I saw the lightforchristy blog and immediately told my Mom and Dad. It's so loving and moving for my family. My father has strong faith (though I fear its weakening these days) and could barely hear them all. I can't decide if it's difficult to read them because it's so sad or because it's so touching. Either way, my Dad believes this is carrying Christy and for that alone... I'm so grateful.

Here's what's happened since we last talked. I told you of the fluid, well they put a perman drain because it kept building. The fluid isn't INSIDE her lungs but outside so it's not pneumonia. The CAT scan results came back and show the cut is as fine as it can be right now, so we don't know what the Drs panic was even about. I guess Dr's are taking precautions now. Congratulations. Her white count went down so that has to be a positive sign. The regular things are happening with her skin, which is grotesque ..but manageable (according to the Drs).
The good news is that my Grandmother (Mom's mother) arrived at Methodist yesterday and will be staying with my Mom and Christy for 3 or 4 days. THANK GOD someone came. My Dad warned her about what she will see so I'm anxious to hear how it went last night and even more anxious to know if Christy responded.

I took it upon myself to file a complaint with the Joint Commission on Accredidation (JCAHO), Methodist and The Centers for Disease Control. They all had the option to check 'relative' so apparently it's legit. After doing so I read an article about this same Commission over at www.stophospitalinfections.org about them dropping the ball big time. Pennsylvania seems to be at least starting to report hospital acquired infections but the more you research... Well, Healthcare (what does Monica call it?) in this country is a complete disgusting disaster. I don't wanna make a public service announcement out of this update but did you know 100,000 people die every year from hospital infections? 2 million get them. One hundred thousand families lose someone to them. Start counting from 1 and picture someone you know.. it more than blows your mind. In some small way it truly is our fault because we weren't informed.
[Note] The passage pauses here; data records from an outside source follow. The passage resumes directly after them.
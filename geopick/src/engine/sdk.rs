//! Map SDK capability.
//!
//! [`MapSdk`] is the narrow surface an engine adapter needs from a mapping
//! library. Points cross it in the library's own axis order as
//! [`NativePoint`]; adapters translate with [`AxisOrder`].

use std::sync::Arc;

use thiserror::Error;

use crate::coord::LatLng;

/// SDK-assigned map identifier.
pub type MapId = u64;

/// SDK-assigned marker identifier.
pub type MarkerId = u64;

/// A point in the SDK's native axis order.
#[derive(Debug, Clone, Copy, PartialEq)]
pub struct NativePoint {
    /// First axis as the SDK sees it
    pub x: f64,
    /// Second axis as the SDK sees it
    pub y: f64,
}

/// Axis order a mapping library expects.
#[derive(Debug, Clone, Copy, PartialEq, Eq)]
pub enum AxisOrder {
    /// (latitude, longitude)
    LatLng,
    /// (longitude, latitude)
    LngLat,
}

impl AxisOrder {
    /// Converts a public point into the SDK's order.
    pub fn to_native(self, point: LatLng) -> NativePoint {
        match self {
            Self::LatLng => NativePoint {
                x: point.lat,
                y: point.lng,
            },
            Self::LngLat => NativePoint {
                x: point.lng,
                y: point.lat,
            },
        }
    }

    /// Converts an SDK point back into (lat, lng).
    pub fn from_native(self, point: NativePoint) -> LatLng {
        match self {
            Self::LatLng => LatLng::new(point.x, point.y),
            Self::LngLat => LatLng::new(point.y, point.x),
        }
    }
}

/// Base layer attached when a map is created.
#[derive(Debug, Clone, PartialEq)]
pub enum BaseLayer {
    /// XYZ raster tile layer
    Tiles {
        url_template: String,
        attribution: String,
        max_zoom: u8,
    },
    /// Vector style document
    Style { style_url: String },
    /// Named basemap of a feature-layer library
    Basemap { name: String },
    /// Hosted provider map
    Hosted {
        map_id: Option<String>,
        map_type: String,
        api_key: String,
    },
}

/// Parameters for [`MapSdk::create_map`].
#[derive(Debug, Clone, PartialEq)]
pub struct MapInit {
    pub container: String,
    pub axis: AxisOrder,
    pub center: NativePoint,
    pub zoom: f64,
    pub layer: BaseLayer,
    pub interactive: bool,
}

/// A marker as the SDK stores it.
#[derive(Debug, Clone, PartialEq)]
pub struct SdkMarker {
    pub position: NativePoint,
    pub popup: Option<String>,
    pub draggable: bool,
}

/// Events raised by the SDK, in native order.
#[derive(Debug, Clone, Copy, PartialEq)]
pub enum SdkEvent {
    Click(NativePoint),
    MoveEnd(NativePoint),
    MarkerDragEnd {
        marker: MarkerId,
        position: NativePoint,
    },
}

/// Listener registered with [`MapSdk::on_event`].
pub type SdkListener = Arc<dyn Fn(SdkEvent) + Send + Sync>;

/// Errors raised by a map SDK.
#[derive(Debug, Clone, PartialEq, Eq, Error)]
pub enum SdkError {
    #[error("map {0} does not exist")]
    UnknownMap(MapId),

    #[error("marker {marker} does not exist on map {map}")]
    UnknownMarker { map: MapId, marker: MarkerId },

    #[error("container '{0}' already holds a map")]
    ContainerBusy(String),
}

/// Operations an engine adapter performs against a mapping library.
pub trait MapSdk: Send + Sync {
    /// Creates a map bound to a container with its base layer attached.
    fn create_map(&self, init: MapInit) -> Result<MapId, SdkError>;

    /// Moves the view; raises [`SdkEvent::MoveEnd`] once settled.
    fn set_view(&self, map: MapId, center: NativePoint, zoom: f64) -> Result<(), SdkError>;

    fn add_marker(&self, map: MapId, marker: SdkMarker) -> Result<MarkerId, SdkError>;

    fn remove_marker(&self, map: MapId, marker: MarkerId) -> Result<(), SdkError>;

    /// Registers a listener for click, move-end and marker drag-end.
    fn on_event(&self, map: MapId, listener: SdkListener) -> Result<(), SdkError>;

    /// Removes a map. Returns false when it was already gone.
    fn remove_map(&self, map: MapId) -> bool;

    /// Empties a container element.
    fn clear_container(&self, container: &str);
}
We were ignorant to these things.

November 5

christy nichole cash past away at 8 am (pst) this morning.
i'd like to have the quilt or bandanas if its ok with the people that sent them in. i suggested that my mother receive it and she insists otherwise.

My family wants to thank the blog family here for all they have done, you'll hear from them at a much later date.

I thank you for carrying my parents and helping Christy for the last 4 months. You help me everyday and for that I thank you and pay it forward always.